= Arne Bøyum =

Norwegian hematologist

Arne Bøyum (4 April 1928 – 3 December 2018) was a Norwegian radiation biologist and hematologist.

He grew up in Voss and then his family moved to Sandane in 1938 when his father became headmaster of Firda Landsgymnas. At the same school, Bøyum finished his secondary education in 1947. He graduated with the cand.med. degree from the University of Bergen in 1954. After a few years working as a physician, he became a research fellow at Rikshospitalet and later took the dr.med. degree in 1968.

He spent the better part of his scientific career at the Norwegian Defence Research Establishment, from 1961. After reaching the ordinary retirement age he was a researcher at the University of Oslo Institute of Basic Medical Sciences. He was inducted into the Norwegian Academy of Science and Letters in 1995.

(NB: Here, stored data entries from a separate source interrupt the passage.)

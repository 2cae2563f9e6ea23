//! Two-phase signals and valid/ready channels.
//!
//! Every wire between the harness and the DUT is a `Signal`: components read the value
//! committed at the previous rising edge and write the value for the next one. The kernel
//! commits all signals after every component has run, which gives the same ordering
//! independence as non-blocking assignments in RTL.
//!
//! A `Channel` bundles `valid`, `ready` and a payload. A transfer happens on an edge where
//! both `valid` and `ready` were sampled high.

use std::collections::VecDeque;

/// A single wire (or bus) with a committed and a pending value.
#[derive(Debug, Clone, Default)]
pub struct Signal<T> {
    cur: T,
    next: T,
}

impl<T: Copy + PartialEq> Signal<T> {
    /// Creates a signal whose committed and pending values are both `value`.
    pub const fn new(value: T) -> Self {
        Self {
            cur: value,
            next: value,
        }
    }

    /// Returns the value committed at the last edge.
    #[inline(always)]
    pub fn get(&self) -> T {
        self.cur
    }

    /// Returns the value that will be committed at the next edge.
    #[inline(always)]
    pub fn pending(&self) -> T {
        self.next
    }

    /// Schedules `value` to become visible after the next commit.
    #[inline(always)]
    pub fn set(&mut self, value: T) {
        self.next = value;
    }

    /// Forces `value` immediately, bypassing the commit.
    pub fn set_immediate(&mut self, value: T) {
        self.cur = value;
        self.next = value;
    }

    /// Publishes the pending value; returns `true` if the committed value changed.
    pub fn commit(&mut self) -> bool {
        let changed = self.cur != self.next;
        self.cur = self.next;
        changed
    }
}

/// A valid/ready handshake channel carrying `T`.
#[derive(Debug, Clone, Default)]
pub struct Channel<T> {
    /// Source asserts when `payload` holds a transfer.
    pub valid: Signal<bool>,
    /// Sink asserts when it can accept a transfer.
    pub ready: Signal<bool>,
    /// Transfer contents; meaningful only while `valid` is high.
    pub payload: Signal<T>,
}

impl<T: Copy + PartialEq + Default> Channel<T> {
    /// Returns `true` if a transfer happens on the current edge.
    #[inline]
    pub fn fired(&self) -> bool {
        self.valid.get() && self.ready.get()
    }

    /// Commits all three signals.
    pub fn commit(&mut self) {
        let _ = self.valid.commit();
        let _ = self.ready.commit();
        let _ = self.payload.commit();
    }

    /// Drives the channel from a source queue.
    ///
    /// Pops the head of `queue` if it was transferred on this edge, then presents the new head
    /// (or deasserts `valid`). The head stays in the queue until the sink takes it.
    ///
    /// # Returns
    ///
    /// The item transferred on this edge, if any.
    pub fn drive_from(&mut self, queue: &mut VecDeque<T>) -> Option<T> {
        let sent = if self.fired() { queue.pop_front() } else { None };
        match queue.front() {
            Some(item) => {
                self.payload.set(*item);
                self.valid.set(true);
            }
            None => self.valid.set(false),
        }
        sent
    }

    /// Samples a sink transfer and sets `ready` for the next edge.
    ///
    /// # Returns
    ///
    /// The payload transferred on this edge, if any.
    pub fn accept(&mut self, ready_next: bool) -> Option<T> {
        let got = self.fired().then(|| self.payload.get());
        self.ready.set(ready_next);
        got
    }

    /// Deasserts both handshake signals immediately (used on reset).
    pub fn idle(&mut self) {
        self.valid.set(false);
        self.ready.set(false);
    }
}

#[cfg(test)]
mod tests {
    use super::*;

    #[test]
    fn set_is_invisible_until_commit() {
        let mut s = Signal::new(0u8);
        s.set(5);
        assert_eq!(s.get(), 0);
        assert_eq!(s.pending(), 5);
        assert!(s.commit());
        assert_eq!(s.get(), 5);
        assert!(!s.commit());
    }

    #[test]
    fn queue_head_held_until_handshake() {
        let mut ch: Channel<u32> = Channel::default();
        let mut q: VecDeque<u32> = [1, 2].into_iter().collect();

        assert_eq!(ch.drive_from(&mut q), None);
        ch.commit();
        assert!(ch.valid.get());
        assert_eq!(ch.payload.get(), 1);

        // Sink not ready: head is held.
        assert_eq!(ch.drive_from(&mut q), None);
        ch.commit();
        assert_eq!(ch.payload.get(), 1);

        ch.ready.set_immediate(true);
        assert_eq!(ch.drive_from(&mut q), Some(1));
        ch.commit();
        assert_eq!(ch.payload.get(), 2);
        assert_eq!(ch.drive_from(&mut q), Some(2));
        ch.commit();
        assert!(!ch.valid.get());
        assert!(q.is_empty());
    }
}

First and foremost, Bøyum became known as Norway's most cited researcher of all time.
His article on separating white blood cells from 1968 was cited more than 14,000 times during the first four decades.
After joining the radiation biology group at the Defence Research Establishment, he did experimental studies on bone marrow and blood cells. With the aim of augmenting defense and medicine against ABC weapons such as radiation damage, this is also relevant in cancer therapy. Bøyum's research was also relevant for HIV and AIDS. In his later career, he studied physical stress and the immune system.

He died at the age of 90. Hobbies included mountaineering, musical instruments and bridge.